Assigned task:
State, as a bare number, how many lines below contain "WatcherContext".

Stored data entries:
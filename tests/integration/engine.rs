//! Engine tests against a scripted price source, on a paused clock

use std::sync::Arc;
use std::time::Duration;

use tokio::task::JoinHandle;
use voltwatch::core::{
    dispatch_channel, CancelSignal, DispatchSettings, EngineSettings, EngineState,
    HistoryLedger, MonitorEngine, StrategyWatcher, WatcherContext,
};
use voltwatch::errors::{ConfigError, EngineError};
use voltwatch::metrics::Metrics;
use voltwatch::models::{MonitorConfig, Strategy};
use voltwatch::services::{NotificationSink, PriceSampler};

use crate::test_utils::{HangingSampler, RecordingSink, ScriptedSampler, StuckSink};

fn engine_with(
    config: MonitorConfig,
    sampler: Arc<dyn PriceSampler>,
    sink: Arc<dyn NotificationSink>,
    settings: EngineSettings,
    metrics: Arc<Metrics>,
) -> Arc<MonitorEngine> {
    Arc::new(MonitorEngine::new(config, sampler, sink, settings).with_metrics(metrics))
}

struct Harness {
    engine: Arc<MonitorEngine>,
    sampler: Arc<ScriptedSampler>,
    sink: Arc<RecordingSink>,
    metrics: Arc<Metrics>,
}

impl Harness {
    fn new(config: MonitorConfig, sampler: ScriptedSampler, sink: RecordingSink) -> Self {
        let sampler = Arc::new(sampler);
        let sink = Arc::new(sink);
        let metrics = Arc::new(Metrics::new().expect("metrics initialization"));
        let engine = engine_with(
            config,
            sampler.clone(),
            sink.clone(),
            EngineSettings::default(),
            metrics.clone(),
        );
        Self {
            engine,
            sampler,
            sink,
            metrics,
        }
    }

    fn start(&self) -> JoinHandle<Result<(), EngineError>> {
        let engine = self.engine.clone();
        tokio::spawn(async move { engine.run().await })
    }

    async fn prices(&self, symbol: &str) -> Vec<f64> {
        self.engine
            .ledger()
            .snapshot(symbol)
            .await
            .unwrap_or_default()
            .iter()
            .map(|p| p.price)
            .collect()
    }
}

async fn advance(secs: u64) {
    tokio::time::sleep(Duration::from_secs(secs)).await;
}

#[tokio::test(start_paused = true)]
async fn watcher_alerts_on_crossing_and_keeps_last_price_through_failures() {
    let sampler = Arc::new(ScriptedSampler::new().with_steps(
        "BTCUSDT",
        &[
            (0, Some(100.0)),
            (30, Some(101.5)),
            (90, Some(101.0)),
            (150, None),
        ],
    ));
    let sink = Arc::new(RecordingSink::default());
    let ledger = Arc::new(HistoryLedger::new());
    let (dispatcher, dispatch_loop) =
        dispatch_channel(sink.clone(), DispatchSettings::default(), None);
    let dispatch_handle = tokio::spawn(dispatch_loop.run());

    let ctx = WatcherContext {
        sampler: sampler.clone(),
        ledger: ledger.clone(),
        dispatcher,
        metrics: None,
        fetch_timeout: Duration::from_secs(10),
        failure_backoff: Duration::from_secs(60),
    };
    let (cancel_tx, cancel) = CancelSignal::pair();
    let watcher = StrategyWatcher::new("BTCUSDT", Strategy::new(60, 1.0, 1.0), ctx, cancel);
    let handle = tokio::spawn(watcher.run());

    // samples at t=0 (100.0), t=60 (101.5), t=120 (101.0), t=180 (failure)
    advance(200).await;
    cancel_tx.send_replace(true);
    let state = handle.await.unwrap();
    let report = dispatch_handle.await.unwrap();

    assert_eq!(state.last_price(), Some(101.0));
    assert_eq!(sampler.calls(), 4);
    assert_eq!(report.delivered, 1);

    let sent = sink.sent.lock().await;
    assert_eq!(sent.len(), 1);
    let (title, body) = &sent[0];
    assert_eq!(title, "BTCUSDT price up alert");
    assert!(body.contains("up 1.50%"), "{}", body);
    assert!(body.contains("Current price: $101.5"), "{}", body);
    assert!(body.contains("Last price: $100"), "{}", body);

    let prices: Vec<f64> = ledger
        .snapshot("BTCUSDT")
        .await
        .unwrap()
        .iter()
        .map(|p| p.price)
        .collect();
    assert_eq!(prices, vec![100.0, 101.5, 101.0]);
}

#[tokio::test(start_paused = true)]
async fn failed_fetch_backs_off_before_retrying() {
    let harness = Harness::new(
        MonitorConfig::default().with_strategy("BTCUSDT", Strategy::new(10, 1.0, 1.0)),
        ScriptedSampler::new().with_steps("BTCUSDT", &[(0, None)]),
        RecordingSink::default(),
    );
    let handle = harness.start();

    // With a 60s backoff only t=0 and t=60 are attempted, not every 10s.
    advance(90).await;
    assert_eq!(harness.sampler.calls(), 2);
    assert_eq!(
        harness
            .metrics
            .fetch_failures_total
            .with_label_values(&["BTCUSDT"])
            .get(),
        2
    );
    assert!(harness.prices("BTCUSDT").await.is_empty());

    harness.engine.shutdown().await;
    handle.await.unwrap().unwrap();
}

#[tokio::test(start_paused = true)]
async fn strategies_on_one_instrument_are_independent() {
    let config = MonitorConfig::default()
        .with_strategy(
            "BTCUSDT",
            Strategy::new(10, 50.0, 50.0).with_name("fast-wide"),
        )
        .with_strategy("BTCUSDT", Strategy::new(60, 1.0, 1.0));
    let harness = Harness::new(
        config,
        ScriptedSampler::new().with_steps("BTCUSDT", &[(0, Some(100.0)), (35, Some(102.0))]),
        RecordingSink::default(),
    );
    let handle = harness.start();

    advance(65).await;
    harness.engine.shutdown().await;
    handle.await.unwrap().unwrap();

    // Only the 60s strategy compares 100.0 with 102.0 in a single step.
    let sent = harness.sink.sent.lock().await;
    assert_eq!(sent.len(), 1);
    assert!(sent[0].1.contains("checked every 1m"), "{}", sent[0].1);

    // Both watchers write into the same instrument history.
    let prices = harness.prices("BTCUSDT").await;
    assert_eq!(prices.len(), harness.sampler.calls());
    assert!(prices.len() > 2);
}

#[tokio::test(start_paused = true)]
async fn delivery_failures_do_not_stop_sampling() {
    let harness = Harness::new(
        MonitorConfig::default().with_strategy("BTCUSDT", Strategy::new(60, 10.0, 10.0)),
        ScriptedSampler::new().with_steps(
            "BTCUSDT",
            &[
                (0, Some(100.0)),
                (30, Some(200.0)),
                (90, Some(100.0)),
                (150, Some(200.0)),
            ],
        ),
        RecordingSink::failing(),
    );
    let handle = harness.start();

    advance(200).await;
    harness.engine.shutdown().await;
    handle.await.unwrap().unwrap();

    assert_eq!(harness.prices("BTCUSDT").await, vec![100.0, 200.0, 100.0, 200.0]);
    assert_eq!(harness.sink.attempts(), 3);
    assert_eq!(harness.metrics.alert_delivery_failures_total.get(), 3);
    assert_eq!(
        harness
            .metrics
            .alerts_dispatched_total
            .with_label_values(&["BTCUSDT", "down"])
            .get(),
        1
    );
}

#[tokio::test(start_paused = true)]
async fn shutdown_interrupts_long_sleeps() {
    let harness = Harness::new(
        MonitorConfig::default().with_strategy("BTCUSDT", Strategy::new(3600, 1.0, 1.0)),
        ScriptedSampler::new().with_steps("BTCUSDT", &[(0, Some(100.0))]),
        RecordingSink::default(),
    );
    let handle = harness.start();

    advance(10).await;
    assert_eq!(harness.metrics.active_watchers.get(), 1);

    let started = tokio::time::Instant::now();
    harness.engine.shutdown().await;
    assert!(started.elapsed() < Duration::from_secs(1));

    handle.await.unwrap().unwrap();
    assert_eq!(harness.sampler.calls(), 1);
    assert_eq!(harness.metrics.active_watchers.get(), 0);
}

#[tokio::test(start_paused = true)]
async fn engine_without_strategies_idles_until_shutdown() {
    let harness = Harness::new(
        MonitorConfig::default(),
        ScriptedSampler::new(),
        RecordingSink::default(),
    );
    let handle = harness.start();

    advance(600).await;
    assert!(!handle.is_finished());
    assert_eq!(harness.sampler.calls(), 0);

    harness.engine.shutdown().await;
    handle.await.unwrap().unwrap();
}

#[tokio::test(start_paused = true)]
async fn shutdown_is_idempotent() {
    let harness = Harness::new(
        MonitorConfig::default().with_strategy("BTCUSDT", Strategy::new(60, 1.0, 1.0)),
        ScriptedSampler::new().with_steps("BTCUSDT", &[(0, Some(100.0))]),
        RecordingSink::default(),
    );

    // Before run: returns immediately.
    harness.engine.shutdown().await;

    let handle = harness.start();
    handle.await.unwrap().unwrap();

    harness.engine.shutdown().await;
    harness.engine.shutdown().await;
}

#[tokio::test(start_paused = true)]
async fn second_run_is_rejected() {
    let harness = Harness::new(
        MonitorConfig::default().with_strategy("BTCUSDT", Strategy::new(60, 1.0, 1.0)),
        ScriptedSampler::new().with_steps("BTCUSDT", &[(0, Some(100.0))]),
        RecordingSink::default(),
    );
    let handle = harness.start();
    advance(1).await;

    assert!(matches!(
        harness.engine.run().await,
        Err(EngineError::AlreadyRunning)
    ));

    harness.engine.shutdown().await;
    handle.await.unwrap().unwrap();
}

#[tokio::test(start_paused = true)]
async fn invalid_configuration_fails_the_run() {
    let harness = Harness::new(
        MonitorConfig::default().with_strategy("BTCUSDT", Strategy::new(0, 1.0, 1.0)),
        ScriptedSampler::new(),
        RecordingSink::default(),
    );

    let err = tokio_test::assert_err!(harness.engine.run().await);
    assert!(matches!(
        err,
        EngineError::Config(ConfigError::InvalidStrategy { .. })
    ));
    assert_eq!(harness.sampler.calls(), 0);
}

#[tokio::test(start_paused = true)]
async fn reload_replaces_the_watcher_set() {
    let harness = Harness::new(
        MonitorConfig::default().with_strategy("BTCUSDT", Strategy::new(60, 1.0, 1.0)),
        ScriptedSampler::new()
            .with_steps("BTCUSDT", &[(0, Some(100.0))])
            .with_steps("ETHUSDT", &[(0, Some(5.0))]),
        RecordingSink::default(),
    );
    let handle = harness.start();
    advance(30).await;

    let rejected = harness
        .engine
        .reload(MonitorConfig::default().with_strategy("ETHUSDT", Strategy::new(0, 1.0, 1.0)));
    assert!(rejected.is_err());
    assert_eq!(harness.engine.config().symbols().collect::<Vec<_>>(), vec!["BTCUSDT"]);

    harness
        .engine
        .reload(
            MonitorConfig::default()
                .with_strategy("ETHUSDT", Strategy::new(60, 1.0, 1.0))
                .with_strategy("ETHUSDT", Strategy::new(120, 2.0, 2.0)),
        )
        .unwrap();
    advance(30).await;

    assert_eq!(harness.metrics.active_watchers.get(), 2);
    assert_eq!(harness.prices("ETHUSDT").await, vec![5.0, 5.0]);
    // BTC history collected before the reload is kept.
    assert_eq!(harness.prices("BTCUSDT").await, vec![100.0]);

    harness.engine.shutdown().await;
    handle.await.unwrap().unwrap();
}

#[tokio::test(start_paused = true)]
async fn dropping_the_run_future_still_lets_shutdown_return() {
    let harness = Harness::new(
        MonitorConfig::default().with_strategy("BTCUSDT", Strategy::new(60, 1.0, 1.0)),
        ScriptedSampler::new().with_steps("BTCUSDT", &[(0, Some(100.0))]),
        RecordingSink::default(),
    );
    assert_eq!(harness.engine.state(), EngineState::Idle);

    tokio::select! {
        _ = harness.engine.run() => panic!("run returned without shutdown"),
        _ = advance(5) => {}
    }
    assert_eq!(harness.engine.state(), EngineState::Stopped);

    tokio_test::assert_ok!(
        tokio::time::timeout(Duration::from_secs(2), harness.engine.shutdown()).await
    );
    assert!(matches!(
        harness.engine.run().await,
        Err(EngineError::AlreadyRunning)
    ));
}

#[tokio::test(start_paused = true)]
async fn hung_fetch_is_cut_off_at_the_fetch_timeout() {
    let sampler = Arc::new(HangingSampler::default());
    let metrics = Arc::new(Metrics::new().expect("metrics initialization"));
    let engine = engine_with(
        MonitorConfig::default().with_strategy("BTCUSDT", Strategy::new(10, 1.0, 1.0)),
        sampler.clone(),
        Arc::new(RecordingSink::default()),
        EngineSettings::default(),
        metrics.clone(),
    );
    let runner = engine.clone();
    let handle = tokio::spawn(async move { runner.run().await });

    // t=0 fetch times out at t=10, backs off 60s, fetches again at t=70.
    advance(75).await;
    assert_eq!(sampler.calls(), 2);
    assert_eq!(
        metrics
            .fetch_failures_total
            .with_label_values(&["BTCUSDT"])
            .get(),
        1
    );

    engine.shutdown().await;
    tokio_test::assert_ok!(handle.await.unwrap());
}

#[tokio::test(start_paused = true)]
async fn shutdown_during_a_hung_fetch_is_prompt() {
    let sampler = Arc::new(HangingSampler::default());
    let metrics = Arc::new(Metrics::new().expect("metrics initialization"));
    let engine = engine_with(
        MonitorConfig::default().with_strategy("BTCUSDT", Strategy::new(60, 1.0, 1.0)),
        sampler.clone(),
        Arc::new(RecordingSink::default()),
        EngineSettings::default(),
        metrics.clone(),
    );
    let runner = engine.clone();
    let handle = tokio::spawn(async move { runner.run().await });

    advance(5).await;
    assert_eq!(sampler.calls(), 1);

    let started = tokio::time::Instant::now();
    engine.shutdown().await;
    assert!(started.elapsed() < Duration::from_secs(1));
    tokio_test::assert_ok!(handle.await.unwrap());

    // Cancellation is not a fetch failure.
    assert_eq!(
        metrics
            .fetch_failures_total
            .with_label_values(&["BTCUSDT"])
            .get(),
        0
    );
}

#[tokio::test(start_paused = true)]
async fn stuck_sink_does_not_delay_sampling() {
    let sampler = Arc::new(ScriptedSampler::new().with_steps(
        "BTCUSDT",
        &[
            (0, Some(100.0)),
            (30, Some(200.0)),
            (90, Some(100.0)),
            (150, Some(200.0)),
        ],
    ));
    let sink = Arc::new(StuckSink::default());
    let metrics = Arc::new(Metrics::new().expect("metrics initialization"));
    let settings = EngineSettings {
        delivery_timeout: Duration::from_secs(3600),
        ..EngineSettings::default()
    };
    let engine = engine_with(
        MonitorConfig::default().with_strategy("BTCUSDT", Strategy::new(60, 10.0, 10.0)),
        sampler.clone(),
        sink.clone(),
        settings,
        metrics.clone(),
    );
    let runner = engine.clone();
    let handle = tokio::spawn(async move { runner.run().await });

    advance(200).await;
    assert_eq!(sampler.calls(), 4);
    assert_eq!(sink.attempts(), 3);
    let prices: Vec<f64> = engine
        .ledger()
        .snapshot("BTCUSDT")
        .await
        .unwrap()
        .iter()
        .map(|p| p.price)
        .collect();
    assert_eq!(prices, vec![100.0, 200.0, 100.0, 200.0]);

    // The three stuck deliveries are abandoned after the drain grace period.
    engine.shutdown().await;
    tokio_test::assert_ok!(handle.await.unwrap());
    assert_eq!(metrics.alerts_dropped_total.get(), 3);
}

Response for this exercise:
2